What you are asked to do:
Look through the material below and count the lines with the string "Instant". Report only the count.

Information provided:
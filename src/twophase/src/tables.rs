//! Move and pruning tables for every coordinate the search uses.

use log::info;
use std::time::Instant;

use crate::{
    coords::{
        N_FLIP, N_FR_TO_BR, N_MERGE, N_PARITY, N_SLICE1, N_SLICE2, N_TWIST, N_UB_TO_DF,
        N_UR_TO_DF, N_UR_TO_UL, N_URF_TO_DLF, merge_ur_to_ul_and_ub_to_df,
    },
    cubie::CubieState,
    moves::{Face, Move, Power},
    pruning::PruningTable,
    start, success, working,
};

/// Entry for a transition or merge that leaves the domain of a coordinate.
pub const NO_COORD: u16 = u16::MAX;

/// `table[coordinate][move index]` is the coordinate after the move.
pub type MoveTable = Box<[[u16; Move::COUNT]]>;

/// Everything precomputed for a search. Building this takes a noticeable
/// fraction of a second in release mode, so it is done once and shared.
#[derive(Debug)]
pub struct CoordinateTables {
    pub twist: MoveTable,
    pub flip: MoveTable,
    pub fr_to_br: MoveTable,
    pub urf_to_dlf: MoveTable,
    /// Only G1 moves have entries; the others hold `NO_COORD`.
    pub ur_to_df: MoveTable,
    pub ur_to_ul: MoveTable,
    pub ub_to_df: MoveTable,
    pub parity: [[u8; Move::COUNT]; N_PARITY],
    /// `merge[ur_to_ul][ub_to_df]`, both below `N_MERGE`.
    pub merge: Box<[[u16; N_MERGE]]>,

    /// Phase 1: indexed by `N_SLICE1 * twist + slice`.
    pub slice_twist_prune: PruningTable,
    /// Phase 1: indexed by `N_SLICE1 * flip + slice`.
    pub slice_flip_prune: PruningTable,
    /// Phase 2: indexed by `(N_SLICE2 * urf_to_dlf + fr_to_br) * 2 + parity`.
    pub slice_urf_to_dlf_parity_prune: PruningTable,
    /// Phase 2: indexed by `(N_SLICE2 * ur_to_df + fr_to_br) * 2 + parity`.
    pub slice_ur_to_df_parity_prune: PruningTable,
}

/// Build a move table by applying every face turn to a representative of
/// each coordinate value. `apply` performs one clockwise quarter turn.
fn move_table(
    len: usize,
    set: impl Fn(&mut CubieState, usize),
    get: impl Fn(&CubieState) -> usize,
    apply: impl Fn(&mut CubieState, &CubieState),
) -> MoveTable {
    let mut table = vec![[0; Move::COUNT]; len].into_boxed_slice();
    let mut state = CubieState::SOLVED;
    for (i, row) in table.iter_mut().enumerate() {
        set(&mut state, i);
        for face in Face::ALL {
            let turn = CubieState::face_turn(face);
            for power in 0..3 {
                apply(&mut state, turn);
                row[3 * face as usize + power] = get(&state) as u16;
            }
            // The fourth turn restores the representative
            apply(&mut state, turn);
        }
    }
    table
}

impl CoordinateTables {
    #[must_use]
    pub fn generate() -> Self {
        info!(start!("Generating move and pruning tables"));
        let start = Instant::now();

        let twist = move_table(
            N_TWIST,
            |s, i| s.set_twist(i as u16),
            |s| usize::from(s.twist()),
            CubieState::corner_multiply,
        );
        let flip = move_table(
            N_FLIP,
            |s, i| s.set_flip(i as u16),
            |s| usize::from(s.flip()),
            CubieState::edge_multiply,
        );
        let fr_to_br = move_table(
            N_FR_TO_BR,
            |s, i| s.set_fr_to_br(i as u16),
            |s| usize::from(s.fr_to_br()),
            CubieState::edge_multiply,
        );
        let urf_to_dlf = move_table(
            N_URF_TO_DLF,
            |s, i| s.set_urf_to_dlf(i as u16),
            |s| usize::from(s.urf_to_dlf()),
            CubieState::corner_multiply,
        );
        let mut ur_to_df = move_table(
            N_UR_TO_DF,
            |s, i| s.set_ur_to_df(i as u32),
            |s| s.ur_to_df() as usize,
            CubieState::edge_multiply,
        );
        // Outside G1 the coordinate does not fit in its range
        for row in ur_to_df.iter_mut() {
            for move_ in Move::ALL.into_iter().filter(|m| !m.preserves_g1()) {
                row[move_.index()] = NO_COORD;
            }
        }
        let ur_to_ul = move_table(
            N_UR_TO_UL,
            |s, i| s.set_ur_to_ul(i as u16),
            |s| usize::from(s.ur_to_ul()),
            CubieState::edge_multiply,
        );
        let ub_to_df = move_table(
            N_UB_TO_DF,
            |s, i| s.set_ub_to_df(i as u16),
            |s| usize::from(s.ub_to_df()),
            CubieState::edge_multiply,
        );
        info!(working!("Generated move tables"));

        // A quarter turn is a 4-cycle of corners, which is odd
        let parity = [0u8, 1].map(|p| Move::ALL.map(|m| p ^ u8::from(m.power != Power::Half)));

        let mut merge = vec![[NO_COORD; N_MERGE]; N_MERGE].into_boxed_slice();
        for (a, row) in merge.iter_mut().enumerate() {
            for (b, entry) in row.iter_mut().enumerate() {
                if let Some(idx) = merge_ur_to_ul_and_ub_to_df(a as u16, b as u16) {
                    *entry = idx as u16;
                }
            }
        }

        let slice_twist_prune = PruningTable::generate(N_SLICE1 * N_TWIST, Move::COUNT, |i, m| {
            let (twist_idx, slice) = (i / N_SLICE1, i % N_SLICE1);
            let next_slice = usize::from(fr_to_br[slice * N_SLICE2][m]) / N_SLICE2;
            Some(N_SLICE1 * usize::from(twist[twist_idx][m]) + next_slice)
        });
        info!(working!("Generated slice and twist pruning table"));
        let slice_flip_prune = PruningTable::generate(N_SLICE1 * N_FLIP, Move::COUNT, |i, m| {
            let (flip_idx, slice) = (i / N_SLICE1, i % N_SLICE1);
            let next_slice = usize::from(fr_to_br[slice * N_SLICE2][m]) / N_SLICE2;
            Some(N_SLICE1 * usize::from(flip[flip_idx][m]) + next_slice)
        });
        info!(working!("Generated slice and flip pruning table"));

        let phase2_transition = |corner_or_edge: &MoveTable, i: usize, m: usize| {
            if !Move::ALL[m].preserves_g1() {
                return None;
            }
            let p = i % N_PARITY;
            let slice = (i / N_PARITY) % N_SLICE2;
            let coord = i / N_PARITY / N_SLICE2;
            let next_coord = usize::from(corner_or_edge[coord][m]);
            let next_slice = usize::from(fr_to_br[slice][m]);
            let next_parity = usize::from(parity[p][m]);
            Some((N_SLICE2 * next_coord + next_slice) * N_PARITY + next_parity)
        };
        let slice_urf_to_dlf_parity_prune = PruningTable::generate(
            N_SLICE2 * N_URF_TO_DLF * N_PARITY,
            Move::COUNT,
            |i, m| phase2_transition(&urf_to_dlf, i, m),
        );
        info!(working!("Generated corner permutation pruning table"));
        let slice_ur_to_df_parity_prune = PruningTable::generate(
            N_SLICE2 * N_UR_TO_DF * N_PARITY,
            Move::COUNT,
            |i, m| phase2_transition(&ur_to_df, i, m),
        );
        info!(working!("Generated edge permutation pruning table"));

        info!(
            success!("Generated tables in {:.3}s"),
            start.elapsed().as_secs_f64()
        );

        Self {
            twist,
            flip,
            fr_to_br,
            urf_to_dlf,
            ur_to_df,
            ur_to_ul,
            ub_to_df,
            parity,
            merge,
            slice_twist_prune,
            slice_flip_prune,
            slice_urf_to_dlf_parity_prune,
            slice_ur_to_df_parity_prune,
        }
    }
}

#[cfg(test)]
mod tests {
    use super::*;
    use crate::solver::TwoPhaseSolver;

    fn tables() -> &'static CoordinateTables {
        TwoPhaseSolver::shared().tables()
    }

    #[test_log::test]
    fn test_move_tables_track_cubie_moves() {
        let tables = tables();
        let mut rng = fastrand::Rng::with_seed(3);
        let mut state = CubieState::SOLVED;
        for _ in 0..200 {
            let move_ = Move::ALL[rng.usize(..Move::COUNT)];
            let m = move_.index();
            let next = state.apply(move_);
            assert_eq!(tables.twist[usize::from(state.twist())][m], next.twist());
            assert_eq!(tables.flip[usize::from(state.flip())][m], next.flip());
            assert_eq!(
                tables.fr_to_br[usize::from(state.fr_to_br())][m],
                next.fr_to_br()
            );
            assert_eq!(
                tables.urf_to_dlf[usize::from(state.urf_to_dlf())][m],
                next.urf_to_dlf()
            );
            assert_eq!(
                tables.ur_to_ul[usize::from(state.ur_to_ul())][m],
                next.ur_to_ul()
            );
            assert_eq!(
                tables.ub_to_df[usize::from(state.ub_to_df())][m],
                next.ub_to_df()
            );
            assert_eq!(
                tables.parity[usize::from(state.corner_parity())][m],
                next.corner_parity()
            );
            state = next;
        }
    }

    #[test]
    fn test_ur_to_df_table_in_g1() {
        let tables = tables();
        let g1: Vec<Move> = Move::ALL.into_iter().filter(|m| m.preserves_g1()).collect();
        let mut rng = fastrand::Rng::with_seed(11);
        let mut state = CubieState::SOLVED;
        for _ in 0..200 {
            let move_ = g1[rng.usize(..g1.len())];
            let next = state.apply(move_);
            assert_eq!(
                u32::from(tables.ur_to_df[state.ur_to_df() as usize][move_.index()]),
                next.ur_to_df()
            );
            assert_eq!(
                u32::from(
                    tables.merge[usize::from(next.ur_to_ul())][usize::from(next.ub_to_df())]
                ),
                next.ur_to_df()
            );
            state = next;
        }
        let r = Move::new(Face::R, Power::Clockwise);
        assert_eq!(tables.ur_to_df[0][r.index()], NO_COORD);
    }

    #[test]
    fn test_pruning_tables_are_solved_at_zero() {
        let tables = tables();
        assert_eq!(tables.slice_twist_prune.get(0), 0);
        assert_eq!(tables.slice_flip_prune.get(0), 0);
        assert_eq!(tables.slice_urf_to_dlf_parity_prune.get(0), 0);
        assert_eq!(tables.slice_ur_to_df_parity_prune.get(0), 0);
        // Phase 1 never needs more than 12 moves
        assert!(tables.slice_twist_prune.max_distance() <= 12);
        assert!(tables.slice_flip_prune.max_distance() <= 12);
    }

    #[test]
    fn test_single_move_distances() {
        let tables = tables();
        for move_ in Move::ALL {
            let state = CubieState::SOLVED.apply(move_);
            let slice = usize::from(state.fr_to_br()) / N_SLICE2;
            let twist_dist = tables
                .slice_twist_prune
                .get(N_SLICE1 * usize::from(state.twist()) + slice);
            let flip_dist = tables
                .slice_flip_prune
                .get(N_SLICE1 * usize::from(state.flip()) + slice);
            let expected = u8::from(!move_.preserves_g1());
            assert_eq!(twist_dist.max(flip_dist), expected, "{move_}");
        }
    }
}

Solution for this task:
2